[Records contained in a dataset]

Content starts

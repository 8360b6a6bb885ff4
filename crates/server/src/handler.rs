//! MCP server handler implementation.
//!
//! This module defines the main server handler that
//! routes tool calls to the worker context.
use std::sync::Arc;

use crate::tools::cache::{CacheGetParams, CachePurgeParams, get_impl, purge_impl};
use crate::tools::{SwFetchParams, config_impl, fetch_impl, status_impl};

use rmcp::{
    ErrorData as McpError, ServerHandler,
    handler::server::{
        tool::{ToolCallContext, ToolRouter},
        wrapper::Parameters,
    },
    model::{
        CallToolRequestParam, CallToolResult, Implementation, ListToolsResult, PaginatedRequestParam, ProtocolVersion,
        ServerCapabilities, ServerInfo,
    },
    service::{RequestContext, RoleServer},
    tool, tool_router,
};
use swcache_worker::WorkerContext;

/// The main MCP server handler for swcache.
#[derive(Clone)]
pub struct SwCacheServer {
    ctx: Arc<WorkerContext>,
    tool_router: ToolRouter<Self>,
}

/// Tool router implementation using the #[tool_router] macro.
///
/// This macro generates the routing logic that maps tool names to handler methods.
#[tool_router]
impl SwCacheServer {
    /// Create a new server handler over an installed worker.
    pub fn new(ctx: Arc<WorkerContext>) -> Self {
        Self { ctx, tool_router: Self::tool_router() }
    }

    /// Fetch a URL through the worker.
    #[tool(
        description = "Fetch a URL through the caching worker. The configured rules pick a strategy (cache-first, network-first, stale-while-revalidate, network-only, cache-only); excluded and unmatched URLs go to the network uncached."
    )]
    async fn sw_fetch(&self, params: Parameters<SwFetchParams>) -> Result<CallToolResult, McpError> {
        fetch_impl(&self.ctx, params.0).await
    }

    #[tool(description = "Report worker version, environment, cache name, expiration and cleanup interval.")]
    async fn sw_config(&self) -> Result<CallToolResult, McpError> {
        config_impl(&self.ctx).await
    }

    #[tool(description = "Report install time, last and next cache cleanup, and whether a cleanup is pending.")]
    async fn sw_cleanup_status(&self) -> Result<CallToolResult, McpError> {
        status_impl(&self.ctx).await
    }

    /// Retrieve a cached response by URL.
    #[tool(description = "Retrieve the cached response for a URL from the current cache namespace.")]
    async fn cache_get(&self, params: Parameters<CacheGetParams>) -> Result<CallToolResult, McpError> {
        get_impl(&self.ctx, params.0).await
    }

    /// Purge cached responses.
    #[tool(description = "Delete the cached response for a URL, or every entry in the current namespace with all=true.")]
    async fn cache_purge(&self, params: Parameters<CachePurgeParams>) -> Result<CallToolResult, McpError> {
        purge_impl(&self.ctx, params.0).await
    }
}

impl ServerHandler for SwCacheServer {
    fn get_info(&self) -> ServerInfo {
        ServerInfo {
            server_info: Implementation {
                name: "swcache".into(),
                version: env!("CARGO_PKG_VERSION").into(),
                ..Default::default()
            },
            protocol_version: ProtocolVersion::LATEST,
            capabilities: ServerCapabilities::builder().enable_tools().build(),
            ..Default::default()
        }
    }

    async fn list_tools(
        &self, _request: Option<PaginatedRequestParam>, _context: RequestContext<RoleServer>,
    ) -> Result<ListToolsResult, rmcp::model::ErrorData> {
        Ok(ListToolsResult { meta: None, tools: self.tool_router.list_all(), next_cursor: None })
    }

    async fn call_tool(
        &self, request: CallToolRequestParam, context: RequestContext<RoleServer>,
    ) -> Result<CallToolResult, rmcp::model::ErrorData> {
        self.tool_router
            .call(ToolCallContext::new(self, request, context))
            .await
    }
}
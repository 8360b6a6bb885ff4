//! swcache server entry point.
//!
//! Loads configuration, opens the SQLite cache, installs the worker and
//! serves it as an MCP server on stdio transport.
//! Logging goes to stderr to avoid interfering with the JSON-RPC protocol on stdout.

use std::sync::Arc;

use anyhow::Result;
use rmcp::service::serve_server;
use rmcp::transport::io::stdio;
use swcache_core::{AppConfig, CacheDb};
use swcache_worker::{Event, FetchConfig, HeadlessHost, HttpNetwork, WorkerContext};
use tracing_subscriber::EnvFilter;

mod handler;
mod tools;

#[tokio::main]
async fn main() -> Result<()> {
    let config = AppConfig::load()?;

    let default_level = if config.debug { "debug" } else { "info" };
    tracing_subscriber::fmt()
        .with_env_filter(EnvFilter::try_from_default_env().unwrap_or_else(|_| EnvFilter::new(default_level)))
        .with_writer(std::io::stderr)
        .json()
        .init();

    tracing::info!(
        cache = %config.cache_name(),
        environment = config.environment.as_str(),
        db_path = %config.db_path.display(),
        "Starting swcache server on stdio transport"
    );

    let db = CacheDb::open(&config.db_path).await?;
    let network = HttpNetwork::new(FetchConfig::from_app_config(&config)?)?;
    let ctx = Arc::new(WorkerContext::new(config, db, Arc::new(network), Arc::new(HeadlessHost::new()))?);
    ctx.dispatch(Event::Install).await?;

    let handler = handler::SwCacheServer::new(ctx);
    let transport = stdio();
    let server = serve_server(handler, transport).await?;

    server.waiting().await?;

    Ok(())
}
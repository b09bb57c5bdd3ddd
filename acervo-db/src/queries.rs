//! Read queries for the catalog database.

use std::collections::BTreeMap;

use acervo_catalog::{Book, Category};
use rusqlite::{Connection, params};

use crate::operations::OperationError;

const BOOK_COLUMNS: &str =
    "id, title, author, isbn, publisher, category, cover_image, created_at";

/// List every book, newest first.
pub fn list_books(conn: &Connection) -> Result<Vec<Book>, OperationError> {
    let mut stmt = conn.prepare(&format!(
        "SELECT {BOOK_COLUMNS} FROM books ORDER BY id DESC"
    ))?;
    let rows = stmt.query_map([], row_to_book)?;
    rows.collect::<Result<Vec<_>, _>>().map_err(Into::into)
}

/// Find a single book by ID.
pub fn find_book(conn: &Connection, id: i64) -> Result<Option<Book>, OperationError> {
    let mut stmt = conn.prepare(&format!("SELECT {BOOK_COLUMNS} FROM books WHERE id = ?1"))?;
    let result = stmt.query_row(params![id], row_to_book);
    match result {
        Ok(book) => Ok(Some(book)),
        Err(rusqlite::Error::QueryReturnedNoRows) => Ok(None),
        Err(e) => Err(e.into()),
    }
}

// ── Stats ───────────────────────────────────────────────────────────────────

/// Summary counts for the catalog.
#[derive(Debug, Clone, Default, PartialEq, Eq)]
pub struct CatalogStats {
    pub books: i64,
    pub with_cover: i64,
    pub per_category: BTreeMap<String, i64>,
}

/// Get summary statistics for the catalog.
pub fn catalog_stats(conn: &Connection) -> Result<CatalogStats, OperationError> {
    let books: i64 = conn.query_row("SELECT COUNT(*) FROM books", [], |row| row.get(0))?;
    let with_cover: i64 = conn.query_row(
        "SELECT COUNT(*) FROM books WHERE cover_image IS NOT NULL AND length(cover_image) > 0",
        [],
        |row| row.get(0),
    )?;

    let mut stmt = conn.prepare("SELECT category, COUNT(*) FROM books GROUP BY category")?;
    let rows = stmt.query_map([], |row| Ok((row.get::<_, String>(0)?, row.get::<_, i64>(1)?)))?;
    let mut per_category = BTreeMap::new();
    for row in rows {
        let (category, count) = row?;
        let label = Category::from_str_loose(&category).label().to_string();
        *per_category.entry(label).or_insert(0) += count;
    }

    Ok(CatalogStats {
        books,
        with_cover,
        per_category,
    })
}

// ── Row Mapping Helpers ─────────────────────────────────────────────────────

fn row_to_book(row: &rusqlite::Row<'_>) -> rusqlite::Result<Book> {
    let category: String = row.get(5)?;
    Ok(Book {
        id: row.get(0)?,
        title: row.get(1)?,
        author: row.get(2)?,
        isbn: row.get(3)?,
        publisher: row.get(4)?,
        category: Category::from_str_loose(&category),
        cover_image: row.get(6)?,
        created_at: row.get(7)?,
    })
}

Content ends

• [About this task] What you return should be the lines from the beginning of the records through the one that contains "response by URL.", repeated exactly and with no additions.

• [Answer space]
repository 8360b6a6bb885ff4
filename crates/server/src/handler.rs
//! MCP server handler implementation.
//!
//! This module defines the main server handler that
//! routes tool calls to the worker context.
use std::sync::Arc;

use crate::tools::cache::{CacheGetParams, CachePurgeParams, get_impl, purge_impl};
use crate::tools::{SwFetchParams, config_impl, fetch_impl, status_impl};

use rmcp::{
    ErrorData as McpError, ServerHandler,
    handler::server::{
        tool::{ToolCallContext, ToolRouter},
        wrapper::Parameters,
    },
    model::{
        CallToolRequestParam, CallToolResult, Implementation, ListToolsResult, PaginatedRequestParam, ProtocolVersion,
        ServerCapabilities, ServerInfo,
    },
    service::{RequestContext, RoleServer},
    tool, tool_router,
};
use swcache_worker::WorkerContext;

/// The main MCP server handler for swcache.
#[derive(Clone)]
pub struct SwCacheServer {
    ctx: Arc<WorkerContext>,
    tool_router: ToolRouter<Self>,
}

/// Tool router implementation using the #[tool_router] macro.
///
/// This macro generates the routing logic that maps tool names to handler methods.
#[tool_router]
impl SwCacheServer {
    /// Create a new server handler over an installed worker.
    pub fn new(ctx: Arc<WorkerContext>) -> Self {
        Self { ctx, tool_router: Self::tool_router() }
    }

    /// Fetch a URL through the worker.
    #[tool(
        description = "Fetch a URL through the caching worker. The configured rules pick a strategy (cache-first, network-first, stale-while-revalidate, network-only, cache-only); excluded and unmatched URLs go to the network uncached."
    )]
    async fn sw_fetch(&self, params: Parameters<SwFetchParams>) -> Result<CallToolResult, McpError> {
        fetch_impl(&self.ctx, params.0).await
    }

    #[tool(description = "Report worker version, environment, cache name, expiration and cleanup interval.")]
    async fn sw_config(&self) -> Result<CallToolResult, McpError> {
        config_impl(&self.ctx).await
    }

    #[tool(description = "Report install time, last and next cache cleanup, and whether a cleanup is pending.")]
    async fn sw_cleanup_status(&self) -> Result<CallToolResult, McpError> {
        status_impl(&self.ctx).await
    }

    /// Retrieve a cached response by URL.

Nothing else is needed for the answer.